Two suspects were detained in the shooting of de Vries, who was famous in the Netherlands for work that included covering the 1983 kidnapping of the millionaire brewer Freddy Heineken and for his own TV show, working with victims’ families and chasing cold cases.

“Peter fought to the end but was unable to win the battle,” said De Vries’ family in a statement. “He died surrounded by the people who love him. Peter lived by his conviction: ‘On bended knee is no way to be free.’.”

De Vries was shot five times after leaving a TV show in the heart of the Dutch capital. The attack came as a shock to officials and those in the European Union who considered the country safe for journalists even as reporters are under siege across the bloc.

The two men being held were identified only as Maurik G, a 35-year-old Polish national, and a 21-year-old Dutchman, Delano G, who police said they believe fired the shots.

De Vries had received death threats over the years for his fearless reporting about crime figures and in the last year had been an adviser to the key prosecution witness against Ridouan Taghi, The Netherlands’ most wanted criminal.

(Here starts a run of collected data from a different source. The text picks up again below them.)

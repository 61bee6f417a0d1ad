//! Shared fixtures for unit tests: small hand-built instances with
//! predictable geometry.

use std::sync::Arc;

use crate::config::Config;
use crate::problem::{Node, Problem};
use crate::solution::Solution;

pub fn node(id: usize, x: f64, y: f64, demand: f64, est: f64, lst: f64, st: f64) -> Node {
    Node {
        id,
        x,
        y,
        demand,
        est,
        lst,
        service_time: st,
    }
}

/// Six customers in two horizontal lines right of the depot, all with
/// wide time windows. Capacity 30 forces at least two routes of three
/// customers each.
pub fn line_problem(mut cfg: Config) -> Arc<Problem> {
    cfg.adapt_service_times = false;
    let nodes = vec![
        node(0, 0.0, 0.0, 0.0, 0.0, 1000.0, 0.0),
        node(1, 10.0, 0.0, 10.0, 0.0, 1000.0, 10.0),
        node(2, 20.0, 0.0, 10.0, 0.0, 1000.0, 10.0),
        node(3, 30.0, 0.0, 10.0, 0.0, 1000.0, 10.0),
        node(4, 10.0, 10.0, 10.0, 0.0, 1000.0, 10.0),
        node(5, 20.0, 10.0, 10.0, 0.0, 1000.0, 10.0),
        node(6, 30.0, 10.0, 10.0, 0.0, 1000.0, 10.0),
    ];
    Arc::new(Problem::new("line".to_string(), nodes, 30.0, cfg).unwrap())
}

/// A deterministic two-route solution for [`line_problem`]: customers
/// 1-2-3 on the first route, 4-5-6 on the second, one worker each.
pub fn solved(problem: Arc<Problem>) -> Solution {
    let mut sol = Solution::new(problem);
    for group in [[1, 2, 3], [4, 5, 6]] {
        sol.remove_unrouted(group[0]);
        let r = sol.new_route(group[0], 1);
        let mut prev = group[0];
        for &n in &group[1..] {
            sol.remove_unrouted(n);
            sol.add_nodes(r, n, n, prev);
            prev = n;
        }
    }
    sol
}

/// The interior node ids of each route, in route order.
pub fn route_ids(sol: &Solution) -> Vec<Vec<usize>> {
    (0..sol.routes.len())
        .map(|r| {
            sol.route_slots(r)
                .skip(1)
                .take_while(|&s| s != sol.routes[r].tail)
                .map(|s| sol.slots[s].node)
                .collect()
        })
        .collect()
}
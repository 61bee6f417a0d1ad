use log::{info, warn};

use crate::search::local::{perform_move, update_move_pairs, Move};
use crate::search::{Phase, Solver};
use crate::solution::{calc_cost, Slot, SlotRef, Solution};

/// Tabu criteria, mainly for the tabu search driver.
///
/// `tags[node][route]` holds the iteration until which moving `node`
/// onto the route with that id is forbidden. One row is allocated per
/// node (row 0, the depot, stays unused so node ids index directly) and
/// one column per possible route id; at worst every customer rides its
/// own route, so `num_nodes - 1` columns suffice.
#[derive(Debug)]
pub struct Tabulist {
    /// Inactive lists accept every move; only tabu search activates it.
    pub active: bool,
    pub iteration: u64,
    tabutime: u64,
    tags: Vec<Vec<u64>>,
}

impl Tabulist {
    pub fn new(num_nodes: usize, tabutime: u64, active: bool) -> Self {
        Tabulist {
            active,
            iteration: 0,
            tabutime,
            tags: vec![vec![0; num_nodes.saturating_sub(1)]; num_nodes],
        }
    }

    /// Whether moving the chain `[first..=last]` onto the route with id
    /// `target_route_id` violates a tabu criterion.
    pub fn is_move_tabu(
        &self,
        slots: &[Slot],
        first: SlotRef,
        last: SlotRef,
        target_route_id: usize,
    ) -> bool {
        if !self.active {
            return false;
        }
        let mut n = first;
        loop {
            if self.tags[slots[n].node][target_route_id] > self.iteration {
                return true;
            }
            if n == last {
                return false;
            }
            n = slots[n].next.expect("run ends before `last`");
        }
    }

    /// Advance the iteration counter and block each moved node from
    /// returning to its source route for the next `tabutime` iterations.
    pub fn update_move(
        &mut self,
        slots: &[Slot],
        first: SlotRef,
        last: SlotRef,
        source_route_id: usize,
    ) {
        if !self.active {
            return;
        }
        self.iteration += 1;
        let mut n = first;
        loop {
            self.tags[slots[n].node][source_route_id] = self.iteration + self.tabutime;
            if n == last {
                break;
            }
            n = slots[n].next.expect("run ends before `last`");
        }
    }
}

/// Solve with tabu search: construct once, then repeatedly apply the
/// single best (possibly worsening) move while the tabu list keeps the
/// search from cycling.
///
/// The switch from truck to worker reduction at the halfway point of the
/// budget is a crude placeholder for a proper strategic oscillation.
pub fn solve_ts(solver: &mut Solver, workers: usize) {
    warn!("tabu search has known gaps: moves never increase trucks or workers");
    let problem = solver.problem.clone();
    let cfg = &problem.cfg;
    let fleetsize = problem.num_customers();

    let mut initial = Solution::new(problem.clone());
    solver.solve_solomon(&mut initial, workers, fleetsize);
    let mut best_cost = initial.calc_costs();
    solver.best = initial;

    let mut sol = solver.best.clone();
    let mut phase = Phase::ReduceTrucks;
    let mut m = Move::new(false);
    loop {
        if cfg.max_iterations != 0 && solver.tabu.iteration * 2 > cfg.max_iterations {
            phase = Phase::ReduceWorkers;
        }
        if cfg.runtime != 0 && solver.elapsed_secs() * 2 > cfg.runtime {
            phase = Phase::ReduceWorkers;
        }
        let updated = update_move_pairs(&mut sol, &solver.tabu, &mut m, phase);
        if m.relocation.is_some() {
            sol.workers_cache -= m.delta_workers;
            sol.dist_cache -= m.delta_dist;
        }
        perform_move(&mut sol, &mut solver.tabu, &mut solver.stats, &mut m);
        sol.cost_cache = calc_cost(cfg, sol.trucks(), sol.workers_cache, sol.dist_cache);
        if sol.cost_cache < best_cost {
            best_cost = sol.cost_cache;
            sol.time = solver.elapsed_secs();
            info!(
                "{} {} {:.2} -> {:.6} ({} seconds)",
                sol.trucks(),
                sol.workers_cache,
                sol.dist_cache,
                sol.cost_cache,
                sol.time
            );
            solver.best = sol.clone();
        }
        if !(updated && solver.proceed(solver.tabu.iteration)) {
            break;
        }
    }
}
use std::io::Write;
use std::path::{Path, PathBuf};
use std::sync::Arc;
use std::time::{SystemTime, UNIX_EPOCH};

use chrono::Local;
use clap::Parser;
use env_logger::Builder;
use log::{error, info, warn, LevelFilter};

use vrptwms::config::{Config, Metaheuristic, OutputFormat};
use vrptwms::instance::read_instance;
use vrptwms::report::{print_results, save_solution_details, InstanceResult};
use vrptwms::search::Solver;

/// Solver for vehicle routing problems with time windows and multiple
/// service workers, reading instances in Solomon's format.
#[derive(Parser, Debug)]
#[command(name = "vrptwms", version, about)]
struct Args {
    /// JSON configuration file
    #[arg(long, default_value = "vrptwms.json")]
    config: PathBuf,
    /// Number of ants (0 for one per customer)
    #[arg(long)]
    ants: Option<usize>,
    /// Use the deterministic algorithm (for debugging); implies no
    /// metaheuristic
    #[arg(short, long)]
    deterministic: bool,
    /// Use the given metaheuristic
    #[arg(short, long)]
    metaheuristic: Option<String>,
    /// Optimize output for being run in parallel; implies CSV output
    #[arg(long)]
    parallel: bool,
    /// ACO: pheromone persistence (1 - evaporation)
    #[arg(long)]
    rho: Option<f64>,
    /// Runtime per instance in seconds (0 to disable the limit)
    #[arg(short, long)]
    runtime: Option<u64>,
    /// Seed for the pseudo random number generator (for debugging)
    #[arg(long)]
    seed: Option<u64>,
    /// Increase the verbosity (-v, -vv, -vvv)
    #[arg(short, long, action = clap::ArgAction::Count)]
    verbose: u8,
    /// Instance files in Solomon's format
    instances: Vec<PathBuf>,
}

fn init_logger(verbosity: u8) {
    let level = match verbosity {
        0 => LevelFilter::Warn,
        1 => LevelFilter::Info,
        2 => LevelFilter::Debug,
        _ => LevelFilter::Trace,
    };
    Builder::new()
        .format(|buf, record| {
            writeln!(
                buf,
                "{} [{}] - {}",
                Local::now().format("%Y-%m-%dT%H:%M:%S"),
                record.level(),
                record.args()
            )
        })
        .filter(None, level)
        .init();
}

/// Fold the command line overrides into the configuration.
fn apply_overrides(cfg: &mut Config, args: &Args) -> Result<(), Box<dyn std::error::Error>> {
    if let Some(name) = &args.metaheuristic {
        cfg.metaheuristic = Metaheuristic::try_from(name.as_str())?;
    }
    if args.deterministic {
        cfg.deterministic = true;
        cfg.metaheuristic = Metaheuristic::None;
    }
    if args.parallel {
        cfg.parallel = true;
        cfg.format = OutputFormat::Csv;
    }
    if let Some(ants) = args.ants {
        cfg.ants = ants;
    }
    if let Some(rho) = args.rho {
        cfg.rho = rho;
    }
    if let Some(runtime) = args.runtime {
        cfg.runtime = runtime;
    }
    if let Some(seed) = args.seed {
        cfg.seed = seed;
    }
    if cfg.seed == 0 {
        cfg.seed = SystemTime::now()
            .duration_since(UNIX_EPOCH)
            .expect("the clock is past the epoch")
            .as_secs();
    }
    Ok(())
}

fn solve_instance(path: &Path, cfg: &Config) -> Option<InstanceResult> {
    let problem = match read_instance(path, cfg) {
        Ok(problem) => Arc::new(problem),
        Err(e) => {
            warn!("input file {:?} is ignored: {}", path, e);
            return None;
        }
    };
    let mut solver = Solver::new(problem);
    solver.solve();
    if let Err(e) = solver.best.validate() {
        error!("solution for {} is not feasible: {}", solver.problem.name, e);
        std::process::exit(1);
    }
    if let Err(e) = save_solution_details(&solver, Path::new(&cfg.details_path)) {
        warn!("could not write {}: {}", cfg.details_path, e);
    }
    if cfg.trace_moves {
        if let Err(e) = solver.stats.write(Path::new(&cfg.stats_path)) {
            warn!("could not write {}: {}", cfg.stats_path, e);
        }
    }
    Some(InstanceResult::of(&mut solver))
}

fn main() {
    let args = Args::parse();
    init_logger(args.verbose);

    let mut cfg = match Config::load(&args.config) {
        Ok(cfg) => cfg,
        Err(e) => {
            error!("{}", e);
            std::process::exit(1);
        }
    };
    if let Err(e) = apply_overrides(&mut cfg, &args) {
        error!("{}", e);
        std::process::exit(1);
    }
    if let Err(e) = cfg.validate() {
        error!("{}", e);
        std::process::exit(1);
    }
    info!(
        "{} with the {} start heuristic, seed {}",
        cfg.metaheuristic, cfg.start_heuristic, cfg.seed
    );

    if args.instances.is_empty() {
        eprintln!("No input files given.");
        std::process::exit(1);
    }

    let results: Vec<InstanceResult> = args
        .instances
        .iter()
        .filter_map(|path| solve_instance(path, &cfg))
        .collect();
    print_results(&results, &cfg);
    if results.is_empty() {
        std::process::exit(1);
    }
}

Derk Wiersum, a lawyer for the witness known as Nabil B, was shot dead in the street shortly after leaving his house in Amsterdam in 2019. Dutch media have reported that Delano G, the suspected killer of De Vries, was a nephew of one of Taghi’s lieutenants, while Polish media reported that the other suspect is wanted there for robbery.

Taghi was apprehended in Dubai and extradited to The Netherlands in 2019. His arrest was hailed in The Netherlands at the time. The Ministry of Justice and Security claim he led a major cocaine smuggling operation and had a hand in 11 killings.

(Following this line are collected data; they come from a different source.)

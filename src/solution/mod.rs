pub mod insertion;
pub mod route;

use std::sync::Arc;

use derive_more::Display;
use log::warn;

use crate::config::Config;
use crate::problem::{Cost, Problem};

pub use route::{Route, EMPTY};

/// Index of a node record in a solution's arena.
///
/// Customer slots occupy the indices `1..num_nodes` and coincide with the
/// customer's node id; depot sentinel slots are allocated past that range
/// and recycled through a free list.
pub type SlotRef = usize;

/// One record of the node arena: a customer or a per-route depot clone.
///
/// `prev`/`next` thread the record either into a route's node chain or
/// into the solution's list of unrouted customers. A record is in at most
/// one chain at a time.
#[derive(Debug, Clone)]
pub struct Slot {
    /// The problem node this record stands for (0 for depot sentinels).
    pub node: usize,
    /// Actual earliest service start as currently positioned.
    pub aest: f64,
    /// Actual latest service start as currently positioned.
    pub alst: f64,
    /// Scratch value for probing alternative worker counts without
    /// touching the committed `aest`.
    pub aest_cache: f64,
    pub alst_cache: f64,
    pub prev: Option<SlotRef>,
    pub next: Option<SlotRef>,
}

impl Slot {
    fn new(node: usize) -> Self {
        Slot {
            node,
            aest: -1.0,
            alst: -1.0,
            aest_cache: -1.0,
            alst_cache: -1.0,
            prev: None,
            next: None,
        }
    }
}

/// A (possibly partial) solution: a set of routes plus the customers not
/// yet assigned to any route.
///
/// The cached totals (`workers_cache`, `dist_cache`, `cost_cache`) are
/// only refreshed by [`Solution::calc_costs`] and may be stale in
/// between. Cloning yields a fully independent copy; only the problem
/// behind the `Arc` is shared.
#[derive(Debug, Clone)]
pub struct Solution {
    pub problem: Arc<Problem>,
    pub slots: Vec<Slot>,
    /// Recycled depot sentinel slots.
    free: Vec<SlotRef>,
    pub routes: Vec<Route>,
    /// Head of the doubly linked list of unrouted customers.
    unrouted: Option<SlotRef>,
    pub num_unrouted: usize,
    /// Seconds into the solve at which this solution was found.
    pub time: u64,
    /// Seconds until the solution cache saturated, or 0.
    pub saturation_time: u64,
    pub workers_cache: usize,
    pub dist_cache: f64,
    pub cost_cache: Cost,
}

#[derive(Debug, Display, PartialEq)]
pub enum SolutionError {
    #[display(fmt = "the solution contains no routes")]
    NoRoutes,
    #[display(fmt = "time window collision at node {} on route {}", node, route)]
    TimeWindowViolation { node: usize, route: usize },
    #[display(fmt = "route {} exceeds the capacity ({:.2}/{:.2})", route, load, capacity)]
    CapacityExceeded { route: usize, load: f64, capacity: f64 },
    #[display(fmt = "node {} was served more than once", node)]
    ServedMoreThanOnce { node: usize },
    #[display(fmt = "node {} was not served at all", node)]
    NotServed { node: usize },
}

impl std::error::Error for SolutionError {}

impl Solution {
    /// An unsolved solution: no routes, every customer unrouted.
    pub fn new(problem: Arc<Problem>) -> Self {
        let n = problem.num_nodes;
        let mut slots: Vec<Slot> = (0..n).map(Slot::new).collect();
        for i in 1..n {
            slots[i].prev = (i > 1).then(|| i - 1);
            slots[i].next = (i + 1 < n).then(|| i + 1);
        }
        Solution {
            problem,
            slots,
            free: Vec::new(),
            routes: Vec::new(),
            unrouted: (n > 1).then_some(1),
            num_unrouted: n - 1,
            time: 0,
            saturation_time: 0,
            workers_cache: 0,
            dist_cache: 0.0,
            cost_cache: 0.0,
        }
    }

    /// The number of trucks (routes) in use.
    pub fn trucks(&self) -> usize {
        self.routes.len()
    }

    pub fn iter_unrouted(&self) -> ChainIter<'_> {
        ChainIter {
            slots: &self.slots,
            cur: self.unrouted,
        }
    }

    /// All slots of a route, from the opening to the closing depot.
    pub fn route_slots(&self, r: usize) -> ChainIter<'_> {
        ChainIter {
            slots: &self.slots,
            cur: Some(self.routes[r].head),
        }
    }

    pub(crate) fn first_unrouted(&self) -> Option<SlotRef> {
        self.unrouted
    }

    /// Unlink an unrouted customer. Must happen before the node is added
    /// to a route; the chain links are reused for the route.
    pub fn remove_unrouted(&mut self, n: SlotRef) {
        match self.slots[n].prev {
            Some(p) => self.slots[p].next = self.slots[n].next,
            None => self.unrouted = self.slots[n].next,
        }
        if let Some(s) = self.slots[n].next {
            self.slots[s].prev = self.slots[n].prev;
        }
        self.num_unrouted -= 1;
    }

    pub(crate) fn alloc_depot(&mut self) -> SlotRef {
        match self.free.pop() {
            Some(idx) => {
                self.slots[idx] = Slot::new(crate::DEPOT);
                idx
            }
            None => {
                self.slots.push(Slot::new(crate::DEPOT));
                self.slots.len() - 1
            }
        }
    }

    fn free_depot(&mut self, idx: SlotRef) {
        self.free.push(idx);
    }

    /// Sum of the demands of the chain `[first..=last]`.
    pub fn sum_demands(&self, first: SlotRef, last: SlotRef) -> f64 {
        let mut n = first;
        let mut demand = self.problem.nodes[self.slots[n].node].demand;
        while n != last {
            n = self.slots[n].next.expect("chain ends before `last`");
            demand += self.problem.nodes[self.slots[n].node].demand;
        }
        demand
    }

    /// Recompute and cache the totals; returns the objective value
    /// `trucks * cost_truck + workers * cost_worker + dist * cost_distance`.
    pub fn calc_costs(&mut self) -> Cost {
        let workers = self.routes.iter().map(|r| r.workers).sum();
        let dist = (0..self.routes.len()).map(|r| self.route_length(r)).sum();
        self.workers_cache = workers;
        self.dist_cache = dist;
        self.cost_cache = calc_cost(&self.problem.cfg, self.trucks(), workers, dist);
        self.cost_cache
    }

    /// The total distance travelled, without touching the caches.
    pub fn calc_dist(&self) -> f64 {
        (0..self.routes.len()).map(|r| self.route_length(r)).sum()
    }

    /// The total number of workers, without touching the caches.
    pub fn calc_workers(&self) -> usize {
        self.routes.iter().map(|r| r.workers).sum()
    }

    /// Index of the route with the given id.
    pub fn route_index(&self, route_id: usize) -> usize {
        self.routes
            .iter()
            .position(|r| r.id == route_id)
            .expect("route id not found in solution")
    }

    /// Drop an empty route. Removing a route that still serves customers
    /// is a bug in the caller.
    pub fn remove_route(&mut self, route_idx: usize) {
        let route = &self.routes[route_idx];
        assert!(
            route.len == EMPTY,
            "remove_route called on non-empty route {}",
            route.id
        );
        let (head, tail) = (route.head, route.tail);
        self.free_depot(head);
        self.free_depot(tail);
        self.routes.remove(route_idx);
    }

    /// Return the solution to its freshly initialized state: all routes
    /// dissolved, every customer unrouted again.
    pub fn reset(&mut self) {
        let routes = std::mem::take(&mut self.routes);
        for route in routes {
            if route.len > EMPTY {
                let first = self.slots[route.head].next.expect("route head is linked");
                let last = self.slots[route.tail].prev.expect("route tail is linked");
                self.slots[last].next = self.unrouted;
                if let Some(u) = self.unrouted {
                    self.slots[u].prev = Some(last);
                }
                self.unrouted = Some(first);
                self.slots[first].prev = None;
            }
            self.free_depot(route.head);
            self.free_depot(route.tail);
        }
        self.num_unrouted = self.problem.num_nodes - 1;
        self.workers_cache = 0;
        self.dist_cache = 0.0;
        self.time = 0;
        self.saturation_time = 0;
    }

    /// Re-validate the finished solution from scratch, ignoring all
    /// cached start times: every route must be time-window and capacity
    /// feasible, and every customer served exactly once.
    pub fn validate(&self) -> Result<(), SolutionError> {
        use SolutionError::*;
        let pb = &self.problem;
        if self.routes.is_empty() && pb.num_customers() > 0 {
            return Err(NoRoutes);
        }
        let mut served = vec![0u32; pb.num_nodes];
        for (idx, route) in self.routes.iter().enumerate() {
            let c_m = &pb.c_m[route.workers];
            let mut load = 0.0;
            let mut est = pb.nodes[crate::DEPOT].est;
            let mut prev = crate::DEPOT;
            for slot in self.route_slots(idx).skip(1) {
                let id = self.slots[slot].node;
                load += pb.nodes[id].demand;
                est = f64::max(pb.nodes[id].est, est + c_m[prev][id]);
                if est > pb.nodes[id].lst {
                    warn!("time window collision at node {} on route {}", id, route.id);
                    return Err(TimeWindowViolation { node: id, route: idx });
                }
                if slot != route.tail {
                    served[id] += 1;
                }
                prev = id;
            }
            if load > pb.capacity {
                warn!("route {} exceeds its capacity ({}/{})", route.id, load, pb.capacity);
                return Err(CapacityExceeded {
                    route: idx,
                    load,
                    capacity: pb.capacity,
                });
            }
        }
        for (id, &count) in served.iter().enumerate().skip(1) {
            if count > 1 {
                return Err(ServedMoreThanOnce { node: id });
            }
            if count < 1 {
                return Err(NotServed { node: id });
            }
        }
        Ok(())
    }
}

/// The objective value for the given totals.
pub fn calc_cost(cfg: &Config, trucks: usize, workers: usize, distance: f64) -> Cost {
    distance * cfg.cost_distance + workers as f64 * cfg.cost_worker + trucks as f64 * cfg.cost_truck
}

/// Iterator over a `prev`/`next` chain in a solution's arena.
pub struct ChainIter<'a> {
    slots: &'a [Slot],
    cur: Option<SlotRef>,
}

impl<'a> Iterator for ChainIter<'a> {
    type Item = SlotRef;

    fn next(&mut self) -> Option<Self::Item> {
        let cur = self.cur?;
        self.cur = self.slots[cur].next;
        Some(cur)
    }
}

#[cfg(test)]
mod tests {
    use super::*;
    use crate::testing;

    #[test]
    fn new_solution_has_all_customers_unrouted() {
        let pb = testing::line_problem(Config::default());
        let sol = Solution::new(pb);
        assert_eq!(sol.num_unrouted, 6);
        assert_eq!(sol.trucks(), 0);
        let unrouted: Vec<_> = sol.iter_unrouted().collect();
        assert_eq!(unrouted, vec![1, 2, 3, 4, 5, 6]);
    }

    #[test]
    fn clone_round_trip_preserves_cost_and_structure() {
        let pb = testing::line_problem(Config::default());
        let mut sol = testing::solved(pb);
        let cost = sol.calc_costs();

        let mut clone = sol.clone();
        assert_eq!(clone.calc_costs(), cost);
        assert_eq!(testing::route_ids(&clone), testing::route_ids(&sol));

        // mutating the clone leaves the original untouched
        let seeds: Vec<_> = clone.iter_unrouted().collect();
        assert!(seeds.is_empty());
        clone.reset();
        assert_eq!(clone.num_unrouted, 6);
        assert_eq!(sol.num_unrouted, 0);
        assert!(sol.validate().is_ok());
    }

    #[test]
    fn reset_restores_the_initial_state() {
        let pb = testing::line_problem(Config::default());
        let mut sol = testing::solved(pb.clone());
        assert!(sol.trucks() > 0);

        sol.reset();
        assert_eq!(sol.num_unrouted, pb.num_customers());
        assert_eq!(sol.trucks(), 0);
        assert_eq!(sol.workers_cache, 0);
        assert_eq!(sol.dist_cache, 0.0);
        // every customer is unrouted exactly once
        let mut seen: Vec<_> = sol.iter_unrouted().collect();
        seen.sort_unstable();
        assert_eq!(seen, vec![1, 2, 3, 4, 5, 6]);
    }

    #[test]
    fn validation_spots_unserved_customers() {
        let pb = testing::line_problem(Config::default());
        let mut sol = Solution::new(pb);
        // a single route serving only customer 1
        sol.remove_unrouted(1);
        sol.new_route(1, 1);
        assert_eq!(sol.validate(), Err(SolutionError::NotServed { node: 2 }));
    }

    #[test]
    #[should_panic(expected = "non-empty route")]
    fn removing_a_non_empty_route_panics() {
        let pb = testing::line_problem(Config::default());
        let mut sol = Solution::new(pb);
        sol.remove_unrouted(1);
        sol.new_route(1, 1);
        sol.remove_route(0);
    }

    #[test]
    fn cost_weights_follow_the_hierarchy() {
        let cfg = Config::default();
        // one truck outweighs any realistic worker count, one worker any
        // realistic distance
        assert!(calc_cost(&cfg, 1, 0, 0.0) > calc_cost(&cfg, 0, 9, 0.0));
        assert!(calc_cost(&cfg, 0, 1, 0.0) > calc_cost(&cfg, 0, 0, 900.0));
    }
}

Several lawyers have quit the Taghi case over safety concerns but de Vries reportedly did not want any security. “If you have police on your left and right, they can still shoot you from the front,” he said in an interview.

Fellow journalists like Eddy Van der Ley questioned de Vries over this decision, but he was adamant.

“He used to say, ‘If you can’t stand the heat, get out of the kitchen’,” van der Ley told Al Jazeera. “He knew he was taking a risk, but he was fearless”.

Before De Vries’ death was announced, Dutch Justice Minister Ferd Grapperhaus said that an investigation would examine whether the government had provided the reporter with proper security.

Taghi remains jailed while awaiting trial along with 16 other suspects.

Prime Minister Mark Rutte said: "We owe it to Peter R. de Vries to make sure justice is served. We cannot and will not ever tolerate this in the Netherlands. This act of cowardice can't go unpunished”.

No Journalist Safe

EU officials have denounced a line of assaults and killings of journalists but convictions of the main culprits have been thin on the ground. There has still been no accountability for whomever ordered the murders of Malta investigative reporter Daphne Caruana Galiza in October, 2017 and Slovakian journalist Jan Kuciak and his fiancee, Martina Kušnírova in February, 2018.

Marián Kočner, a businessman charged with ordering the Kuciak murder was acquitted in 2020 (the man who pulled the trigger, Miroslav Marček, admitted his role and was sentenced to 23 years in prison). High-level suspects in the killing of Daphne Caruana Galizia, who investigated corruption involving the highest levels of the Maltese government, have yet to be brought to trial.

Reacting to the attack on De Vries, European Council leader Charles Michel tweeted, “This is a crime against journalism and an attack on our values of democracy and rule of law.”

Dutch King Willem-Alexander, and his wife, Máxima, said they were shocked and added that, “Journalists must be able to do their important work freely and without being threatened.”

The New York-based Committee to Protect Journalists called on Dutch authorities to investigate if De Vries was targeted for his work and said journalists in the EU “must be able to investigate crime and corruption without fearing for their safety”.

“Peter R. de Vries was always dedicated, tenacious, afraid of nothing and no one. Always seeking the truth and standing up for justice,” Prime Minister Mark Rutte said in a tweet. “And that makes it all the more dramatic that he himself has now become the victim of a great injustice.